Write out exactly the lines of the entries below, from the first through the line containing "types for convenience", and nothing beyond them.

[DATA FOR THIS TASK]

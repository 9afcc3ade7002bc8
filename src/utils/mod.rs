//! Utility modules for configuration and error handling.

pub mod config;
pub mod error;

// Re-export commonly used error types for convenience
pub use error::{ChartError, ConfigError, EngineError, LoadError, OutputError};
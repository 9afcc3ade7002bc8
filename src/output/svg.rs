//! SVG chart output writer.

use crate::utils::error::OutputError;
use log::{debug, info};
use std::fs::File;
use std::io::{BufWriter, Write};
use std::path::Path;

/// Write SVG content to a file
///
/// **Public** - main entry point for SVG output
///
/// # Errors
/// * `OutputError::WriteFailed` - I/O error during write
/// * `OutputError::InvalidPath` - Path is invalid
///
/// # Example
/// ```ignore
/// let svg = generate_bar_chart(&series, None)?;
/// write_svg(&svg, "top_drugs.svg")?;
/// ```
pub fn write_svg(svg_content: &str, output_path: impl AsRef<Path>) -> Result<(), OutputError> {
    let output_path = output_path.as_ref();

    info!("Writing SVG to: {}", output_path.display());

    super::validate_path(output_path)?;

    if output_path.extension().is_some_and(|ext| ext != "svg") {
        debug!(
            "Warning: File does not have .svg extension: {}",
            output_path.display()
        );
    }

    super::ensure_parent_dir(output_path)?;

    let file = File::create(output_path).map_err(OutputError::WriteFailed)?;
    let mut writer = BufWriter::new(file);

    writer
        .write_all(svg_content.as_bytes())
        .map_err(OutputError::WriteFailed)?;
    writer.flush().map_err(OutputError::WriteFailed)?;

    let file_size = svg_content.len();
    info!(
        "SVG written successfully ({} bytes, {:.2} KB)",
        file_size,
        file_size as f64 / 1024.0
    );

    Ok(())
}
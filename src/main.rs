//! Drug Eval Studio CLI
//!
//! Explore a drug-performance review dataset from the terminal.
//! Ranks drugs per disease class, recommends drugs for a condition search
//! and lists performance/review-count outliers.

use anyhow::{Context, Result};
use clap::{Args, Parser, Subcommand};
use env_logger::Env;
use std::path::PathBuf;

use drug_eval_studio::commands::{
    display_classes, display_schema, display_version, execute_dashboard, validate_args,
    validate_report_file, DashboardArgs, Section,
};
use drug_eval_studio::parser::PerformanceField;
use drug_eval_studio::utils::config::{load_config, DashboardConfig};

/// Drug Eval Studio - ranked views over drug review data
#[derive(Parser, Debug)]
#[command(name = "drug-eval")]
#[command(version, about, long_about = None)]
struct Cli {
    /// Subcommand to execute
    #[command(subcommand)]
    command: Commands,

    /// Enable verbose logging
    #[arg(short, long, global = true)]
    verbose: bool,
}

/// Options shared by every dataset command
#[derive(Args, Debug)]
struct DataOpts {
    /// Review dataset CSV
    #[arg(short, long, default_value = "data/drugs.csv")]
    data: PathBuf,

    /// Dashboard config file (TOML)
    #[arg(short, long, env = "DRUG_EVAL_CONFIG")]
    config: Option<PathBuf>,
}

/// Options of the top-drugs section
#[derive(Args, Debug)]
struct RankOpts {
    /// Disease class to rank
    #[arg(long)]
    disease_class: String,

    /// Minimum reviews a record needs to be ranked
    #[arg(long)]
    min_reviews: Option<u64>,

    /// Rank on weighted_performance instead of performance
    #[arg(long)]
    weighted: bool,
}

/// Options of the recommendation section
#[derive(Args, Debug)]
struct RecommendOpts {
    /// Case-insensitive condition search term
    #[arg(long)]
    condition: Option<String>,

    /// Allowed drug types (comma separated)
    #[arg(long, value_delimiter = ',')]
    types: Vec<String>,

    /// Number of recommendations
    #[arg(long)]
    limit: Option<usize>,
}

/// Output files
#[derive(Args, Debug)]
struct OutputOpts {
    /// Output path for JSON report (optional)
    #[arg(short, long)]
    output: Option<PathBuf>,

    /// Output path for SVG bar chart (optional)
    #[arg(long)]
    chart: Option<PathBuf>,

    /// Chart title
    #[arg(long)]
    title: Option<String>,

    /// Do not print tables to stdout
    #[arg(long)]
    quiet: bool,
}

/// Available commands
#[derive(Subcommand, Debug)]
enum Commands {
    /// Run every dashboard section
    Dashboard {
        #[command(flatten)]
        data: DataOpts,

        #[command(flatten)]
        rank: RankOpts,

        #[command(flatten)]
        recommend: RecommendOpts,

        #[command(flatten)]
        output: OutputOpts,
    },

    /// Top drugs for a disease class
    Rank {
        #[command(flatten)]
        data: DataOpts,

        #[command(flatten)]
        rank: RankOpts,

        #[command(flatten)]
        output: OutputOpts,
    },

    /// Recommend drugs for a condition search
    Recommend {
        #[command(flatten)]
        data: DataOpts,

        #[command(flatten)]
        recommend: RecommendOpts,

        /// Use weighted_performance instead of performance
        #[arg(long)]
        weighted: bool,

        #[command(flatten)]
        output: OutputOpts,
    },

    /// High-performance/low-review and low-performance/high-review outliers
    Outliers {
        #[command(flatten)]
        data: DataOpts,

        #[command(flatten)]
        output: OutputOpts,
    },

    /// List disease classes and drug types in a dataset
    Classes {
        /// Review dataset CSV
        #[arg(short, long, default_value = "data/drugs.csv")]
        data: PathBuf,
    },

    /// Validate a report JSON file
    Validate {
        /// Path to report JSON file
        #[arg(short, long)]
        file: PathBuf,
    },

    /// Display schema information
    Schema {
        /// Show full schema details
        #[arg(long)]
        show: bool,
    },

    /// Display version information
    Version,
}

fn main() -> Result<()> {
    // Parse CLI arguments
    let cli = Cli::parse();

    // Setup logging
    let log_level = if cli.verbose { "debug" } else { "info" };
    env_logger::Builder::from_env(Env::default().default_filter_or(log_level)).init();

    match cli.command {
        Commands::Dashboard {
            data,
            rank,
            recommend,
            output,
        } => {
            let mut args = base_args(&data)?;
            apply_rank(&mut args, rank);
            apply_recommend(&mut args, recommend);
            apply_output(&mut args, output);
            run(args, Section::All)?;
        }

        Commands::Rank { data, rank, output } => {
            let mut args = base_args(&data)?;
            apply_rank(&mut args, rank);
            apply_output(&mut args, output);
            run(args, Section::TopDrugs)?;
        }

        Commands::Recommend {
            data,
            recommend,
            weighted,
            output,
        } => {
            let mut args = base_args(&data)?;
            if weighted {
                args.field = PerformanceField::Weighted;
            }
            apply_recommend(&mut args, recommend);
            apply_output(&mut args, output);
            run(args, Section::Recommendations)?;
        }

        Commands::Outliers { data, output } => {
            let mut args = base_args(&data)?;
            apply_output(&mut args, output);
            run(args, Section::Outliers)?;
        }

        Commands::Classes { data } => {
            display_classes(data)?;
        }

        Commands::Validate { file } => {
            validate_report_file(file)?;
        }

        Commands::Schema { show } => {
            display_schema(show);
        }

        Commands::Version => {
            display_version();
        }
    }

    Ok(())
}

/// Validate then execute
///
/// **Private** - shared tail of the dataset commands
fn run(args: DashboardArgs, section: Section) -> Result<()> {
    validate_args(&args, section)?;
    execute_dashboard(args, section)?;
    Ok(())
}

/// Arguments seeded from the config file, if any
fn base_args(data: &DataOpts) -> Result<DashboardArgs> {
    let config = match &data.config {
        Some(path) => load_config(path)
            .with_context(|| format!("Failed to load config {}", path.display()))?,
        None => DashboardConfig::default(),
    };

    Ok(DashboardArgs {
        data_path: data.data.clone(),
        ..DashboardArgs::from_config(&config)
    })
}

fn apply_rank(args: &mut DashboardArgs, rank: RankOpts) {
    args.disease_class = rank.disease_class;
    if let Some(min_reviews) = rank.min_reviews {
        args.min_reviews = min_reviews;
    }
    if rank.weighted {
        args.field = PerformanceField::Weighted;
    }
}

fn apply_recommend(args: &mut DashboardArgs, recommend: RecommendOpts) {
    args.condition_search = recommend.condition;
    if !recommend.types.is_empty() {
        args.allowed_types = recommend
            .types
            .into_iter()
            .map(|t| t.trim().to_string())
            .filter(|t| !t.is_empty())
            .collect();
    }
    if let Some(limit) = recommend.limit {
        args.recommend_limit = limit;
    }
}

fn apply_output(args: &mut DashboardArgs, output: OutputOpts) {
    args.output_json = output.output;
    args.output_svg = output.chart;
    if let Some(title) = output.title {
        args.chart_config = args.chart_config.clone().with_title(title);
    }
    args.print_tables = !output.quiet;
}
//! Plain-text tables for terminal output.

use crate::chart::generator::truncate_label;
use crate::parser::schema::{AggregateRow, RawRow};

const DRUG_WIDTH: usize = 28;
const CONDITION_WIDTH: usize = 32;

/// Render aggregate rows as an aligned table
///
/// The condition column is only shown when at least one row has one.
pub fn render_aggregate_table(rows: &[AggregateRow]) -> String {
    if rows.is_empty() {
        return no_data();
    }

    let with_condition = rows.iter().any(|r| r.condition.is_some());
    let mut lines = Vec::with_capacity(rows.len() + 2);

    let header = if with_condition {
        format!(
            "  {:>3}  {:<dw$}  {:<cw$}  {:>9}  {:>10}",
            "#",
            "Drug",
            "Condition",
            "Avg Perf",
            "Reviews",
            dw = DRUG_WIDTH,
            cw = CONDITION_WIDTH
        )
    } else {
        format!(
            "  {:>3}  {:<dw$}  {:>9}  {:>10}",
            "#",
            "Drug",
            "Avg Perf",
            "Reviews",
            dw = DRUG_WIDTH
        )
    };
    let separator = rule(header.len());
    lines.push(separator.clone());
    lines.push(header);
    lines.push(separator);

    for (i, row) in rows.iter().enumerate() {
        let drug = truncate_label(&row.drug, DRUG_WIDTH);
        let line = if with_condition {
            format!(
                "  {:>3}  {:<dw$}  {:<cw$}  {:>9.3}  {:>10}",
                i + 1,
                drug,
                truncate_label(row.condition.as_deref().unwrap_or("-"), CONDITION_WIDTH),
                row.avg_performance,
                row.reviews,
                dw = DRUG_WIDTH,
                cw = CONDITION_WIDTH
            )
        } else {
            format!(
                "  {:>3}  {:<dw$}  {:>9.3}  {:>10}",
                i + 1,
                drug,
                row.avg_performance,
                row.reviews,
                dw = DRUG_WIDTH
            )
        };
        lines.push(line);
    }

    lines.join("\n")
}

/// Render raw outlier rows as an aligned table
pub fn render_raw_table(rows: &[RawRow]) -> String {
    if rows.is_empty() {
        return no_data();
    }

    let header = format!(
        "  {:>3}  {:<dw$}  {:<cw$}  {:>11}  {:>10}",
        "#",
        "Drug",
        "Condition",
        "Performance",
        "Reviews",
        dw = DRUG_WIDTH,
        cw = CONDITION_WIDTH
    );

    let separator = rule(header.len());
    let mut lines = vec![separator.clone(), header, separator];

    for (i, row) in rows.iter().enumerate() {
        lines.push(format!(
            "  {:>3}  {:<dw$}  {:<cw$}  {:>11.2}  {:>10}",
            i + 1,
            truncate_label(&row.drug, DRUG_WIDTH),
            truncate_label(row.condition.as_deref().unwrap_or("-"), CONDITION_WIDTH),
            row.performance,
            row.reviews,
            dw = DRUG_WIDTH,
            cw = CONDITION_WIDTH
        ));
    }

    lines.join("\n")
}

fn rule(len: usize) -> String {
    format!("  {}", "-".repeat(len.saturating_sub(2)))
}

fn no_data() -> String {
    "  No data available for the selected filters.".to_string()
}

[/DATA FOR THIS TASK]

**FINAL ANSWER**:
repository 9afcc3ade7002bc8
filename src/utils/mod.rs
//! Utility modules for configuration and error handling.

pub mod config;
pub mod error;

// Re-export commonly used error types for convenience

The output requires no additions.